Go line by line through the entries below and copy those containing the string "clone".

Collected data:
____________

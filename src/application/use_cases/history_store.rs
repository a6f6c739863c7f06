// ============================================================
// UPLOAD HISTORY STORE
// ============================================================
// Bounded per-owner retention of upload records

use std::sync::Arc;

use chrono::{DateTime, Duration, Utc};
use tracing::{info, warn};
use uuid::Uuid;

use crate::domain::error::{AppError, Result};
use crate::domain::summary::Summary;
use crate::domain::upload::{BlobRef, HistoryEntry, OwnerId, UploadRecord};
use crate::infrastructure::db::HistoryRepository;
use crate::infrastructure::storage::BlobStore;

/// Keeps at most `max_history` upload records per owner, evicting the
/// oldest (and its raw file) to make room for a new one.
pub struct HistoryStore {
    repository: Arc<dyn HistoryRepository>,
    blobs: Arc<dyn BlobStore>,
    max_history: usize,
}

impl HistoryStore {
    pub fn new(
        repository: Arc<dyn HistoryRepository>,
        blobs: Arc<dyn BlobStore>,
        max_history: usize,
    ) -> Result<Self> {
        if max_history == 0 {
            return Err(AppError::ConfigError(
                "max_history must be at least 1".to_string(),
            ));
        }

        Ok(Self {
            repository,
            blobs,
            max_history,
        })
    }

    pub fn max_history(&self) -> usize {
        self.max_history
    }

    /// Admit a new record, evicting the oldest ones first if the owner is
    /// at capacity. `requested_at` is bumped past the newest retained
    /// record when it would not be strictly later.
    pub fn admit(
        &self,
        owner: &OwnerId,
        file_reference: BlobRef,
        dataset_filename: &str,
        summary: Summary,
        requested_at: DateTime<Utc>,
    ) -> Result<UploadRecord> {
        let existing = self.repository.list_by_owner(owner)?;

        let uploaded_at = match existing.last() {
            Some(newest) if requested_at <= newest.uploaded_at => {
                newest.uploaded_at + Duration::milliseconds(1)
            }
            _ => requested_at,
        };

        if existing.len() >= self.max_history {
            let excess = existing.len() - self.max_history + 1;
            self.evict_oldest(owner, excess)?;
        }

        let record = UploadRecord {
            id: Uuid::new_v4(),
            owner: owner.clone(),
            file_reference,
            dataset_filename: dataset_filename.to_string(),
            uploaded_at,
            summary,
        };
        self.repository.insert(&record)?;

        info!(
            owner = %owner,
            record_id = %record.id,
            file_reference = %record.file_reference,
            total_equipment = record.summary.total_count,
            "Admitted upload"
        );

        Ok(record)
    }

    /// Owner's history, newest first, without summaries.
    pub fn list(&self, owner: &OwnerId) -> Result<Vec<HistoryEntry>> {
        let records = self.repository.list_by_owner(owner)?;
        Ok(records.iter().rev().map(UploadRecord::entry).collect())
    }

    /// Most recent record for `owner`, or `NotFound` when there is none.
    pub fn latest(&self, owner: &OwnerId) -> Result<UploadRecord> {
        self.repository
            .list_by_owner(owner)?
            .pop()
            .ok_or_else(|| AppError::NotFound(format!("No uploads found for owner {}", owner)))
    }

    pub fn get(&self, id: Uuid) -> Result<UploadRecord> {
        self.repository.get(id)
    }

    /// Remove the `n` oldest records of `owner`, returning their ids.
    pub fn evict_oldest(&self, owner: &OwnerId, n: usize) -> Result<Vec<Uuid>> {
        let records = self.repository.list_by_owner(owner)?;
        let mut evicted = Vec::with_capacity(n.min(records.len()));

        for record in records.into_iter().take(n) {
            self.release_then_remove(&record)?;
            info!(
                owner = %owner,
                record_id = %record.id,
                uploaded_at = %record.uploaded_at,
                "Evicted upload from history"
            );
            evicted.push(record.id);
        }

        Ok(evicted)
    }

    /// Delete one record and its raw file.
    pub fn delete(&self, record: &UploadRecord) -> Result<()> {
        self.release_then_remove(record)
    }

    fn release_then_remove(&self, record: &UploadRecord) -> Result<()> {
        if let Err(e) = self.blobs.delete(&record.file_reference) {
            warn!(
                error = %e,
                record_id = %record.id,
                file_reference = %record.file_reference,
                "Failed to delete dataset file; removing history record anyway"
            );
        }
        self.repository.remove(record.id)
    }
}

____________

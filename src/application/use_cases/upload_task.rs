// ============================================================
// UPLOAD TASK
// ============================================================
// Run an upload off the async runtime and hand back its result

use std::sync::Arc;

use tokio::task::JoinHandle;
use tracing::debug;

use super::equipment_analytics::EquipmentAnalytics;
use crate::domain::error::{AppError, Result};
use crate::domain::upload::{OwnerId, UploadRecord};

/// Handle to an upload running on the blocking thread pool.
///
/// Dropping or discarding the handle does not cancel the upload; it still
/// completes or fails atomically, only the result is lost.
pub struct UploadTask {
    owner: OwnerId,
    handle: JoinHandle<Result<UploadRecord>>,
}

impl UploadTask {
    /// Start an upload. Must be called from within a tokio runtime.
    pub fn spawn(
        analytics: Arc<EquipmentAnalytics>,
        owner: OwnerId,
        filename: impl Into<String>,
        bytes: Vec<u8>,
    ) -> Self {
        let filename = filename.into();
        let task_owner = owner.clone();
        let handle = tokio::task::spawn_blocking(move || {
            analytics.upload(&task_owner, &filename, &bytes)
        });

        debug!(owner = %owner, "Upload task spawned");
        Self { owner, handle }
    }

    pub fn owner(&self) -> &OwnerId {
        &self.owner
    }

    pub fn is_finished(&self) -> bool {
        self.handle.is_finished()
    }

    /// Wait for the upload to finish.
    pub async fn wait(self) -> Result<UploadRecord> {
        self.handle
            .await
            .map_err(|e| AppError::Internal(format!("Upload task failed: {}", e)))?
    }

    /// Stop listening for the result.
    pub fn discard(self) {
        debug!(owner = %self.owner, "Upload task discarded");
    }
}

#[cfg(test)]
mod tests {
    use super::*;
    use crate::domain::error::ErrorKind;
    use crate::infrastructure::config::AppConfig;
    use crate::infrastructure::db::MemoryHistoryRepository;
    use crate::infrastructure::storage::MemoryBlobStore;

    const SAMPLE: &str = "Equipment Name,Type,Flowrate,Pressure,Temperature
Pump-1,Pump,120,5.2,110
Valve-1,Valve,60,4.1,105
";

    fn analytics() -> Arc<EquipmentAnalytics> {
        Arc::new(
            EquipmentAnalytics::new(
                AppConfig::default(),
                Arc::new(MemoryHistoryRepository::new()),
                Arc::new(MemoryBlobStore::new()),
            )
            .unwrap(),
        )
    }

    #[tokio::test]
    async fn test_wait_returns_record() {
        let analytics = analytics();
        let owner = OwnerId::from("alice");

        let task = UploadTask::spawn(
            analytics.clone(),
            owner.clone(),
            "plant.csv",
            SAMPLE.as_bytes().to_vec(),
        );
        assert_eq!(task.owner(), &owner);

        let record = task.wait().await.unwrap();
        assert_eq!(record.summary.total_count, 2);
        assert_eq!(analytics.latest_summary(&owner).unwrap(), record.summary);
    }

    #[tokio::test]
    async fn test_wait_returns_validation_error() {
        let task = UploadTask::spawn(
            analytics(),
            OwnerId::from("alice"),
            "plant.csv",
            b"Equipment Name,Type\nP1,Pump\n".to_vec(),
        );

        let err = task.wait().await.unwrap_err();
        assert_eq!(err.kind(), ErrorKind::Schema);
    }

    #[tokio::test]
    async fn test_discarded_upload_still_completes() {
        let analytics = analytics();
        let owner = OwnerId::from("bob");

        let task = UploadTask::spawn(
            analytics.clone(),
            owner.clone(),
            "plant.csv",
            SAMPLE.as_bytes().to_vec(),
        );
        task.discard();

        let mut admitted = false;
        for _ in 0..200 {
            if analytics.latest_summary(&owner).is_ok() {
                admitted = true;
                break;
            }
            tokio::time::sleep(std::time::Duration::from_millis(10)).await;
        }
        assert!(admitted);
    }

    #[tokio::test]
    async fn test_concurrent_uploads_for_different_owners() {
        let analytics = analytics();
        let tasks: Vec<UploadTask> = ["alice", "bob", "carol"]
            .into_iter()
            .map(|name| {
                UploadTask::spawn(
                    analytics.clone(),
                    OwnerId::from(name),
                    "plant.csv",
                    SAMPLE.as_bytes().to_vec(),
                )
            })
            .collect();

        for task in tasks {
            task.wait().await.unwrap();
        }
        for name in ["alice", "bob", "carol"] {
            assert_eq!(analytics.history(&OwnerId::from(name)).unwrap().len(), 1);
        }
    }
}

____________

**EXPECTED OUTPUT**
            owner: owner.clone(),
        let task_owner = owner.clone();
            analytics.clone(),
            owner.clone(),
            analytics.clone(),
            owner.clone(),
                    analytics.clone(),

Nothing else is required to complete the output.